# [Exercise brief]
Your task is to filter the entries and copy every line containing the string "await".

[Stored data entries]
........

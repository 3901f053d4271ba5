//! filter-monitor firmware entry point.
//!
//! Boot sequence:
//!   1. Initialise the nRF52840 peripherals
//!   2. Spawn one debounce task per button
//!   3. Bring up the SSD1306 over TWIM0
//!   4. Run the UI poll loop: snapshot buttons, step the controller,
//!      render the current view

#![no_std]
#![no_main]

mod config;
mod error;
mod filters;
mod ui;

use defmt::{error, info, warn};
use embassy_executor::Spawner;
use embassy_nrf::gpio::{AnyPin, Pin};
use embassy_nrf::twim::{self, Twim};
use embassy_nrf::{bind_interrupts, peripherals};
use embassy_time::{Duration, Instant, Ticker};
use {defmt_rtt as _, panic_probe as _};

use crate::filters::FilterBank;
use crate::ui::button_logic::ButtonEvent;
use crate::ui::buttons::BUTTONS;
use crate::ui::controller::UiController;
use crate::ui::edge_flags::ButtonLine;

bind_interrupts!(struct Irqs {
    SPIM0_SPIS0_TWIM0_TWIS0_SPI0_TWI0 => twim::InterruptHandler<peripherals::TWISPI0>;
});

#[embassy_executor::task(pool_size = 2)]
async fn button(pin: AnyPin, name: &'static str, line: &'static ButtonLine) {
    ui::buttons::button_task(pin, name, line).await
}

#[embassy_executor::main]
async fn main(spawner: Spawner) {
    let p = embassy_nrf::init(Default::default());
    info!("filter-monitor starting");

    spawner.must_spawn(button(p.P0_11.degrade(), "LEFT", &BUTTONS.left));
    spawner.must_spawn(button(p.P0_12.degrade(), "RIGHT", &BUTTONS.right));

    let mut i2c_config = twim::Config::default();
    i2c_config.frequency = twim::Frequency::K400;
    let i2c = Twim::new(p.TWISPI0, Irqs, p.P0_26, p.P0_27, i2c_config);

    // Keep running without a panel; the buttons and counters still work.
    let mut display = match ui::display::init(i2c) {
        Ok(display) => Some(display),
        Err(e) => {
            error!("Display init failed: {}", e);
            None
        }
    };

    let mut bank = FilterBank::new();
    info!(
        "Usage {} L, worst filter status {}",
        bank.total_water_liters,
        bank.worst_status()
    );

    let mut controller = UiController::new(
        config::LONG_PRESS_MS,
        config::SCREEN_ROTATE_INTERVAL_MS,
        Instant::now().as_millis(),
    );
    let mut ticker = Ticker::every(Duration::from_millis(config::POLL_INTERVAL_MS));

    loop {
        let snapshot = BUTTONS.take_snapshot();
        let event = controller.tick(snapshot, Instant::now().as_millis(), &mut bank);

        match event {
            ButtonEvent::None | ButtonEvent::ResetProgressUpdated => {}
            ButtonEvent::ResetConfirmed => warn!("Usage counters reset"),
            other => info!("UI: {} -> {}", other, controller.view()),
        }

        if let Some(display) = display.as_mut() {
            if let Err(e) = ui::display::render(display, controller.view(), &bank) {
                error!("Display: {}", e);
            }
        }

        ticker.next().await;
    }
}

........

# [Answer to the exercise]
    ui::buttons::button_task(pin, name, line).await
        ticker.next().await;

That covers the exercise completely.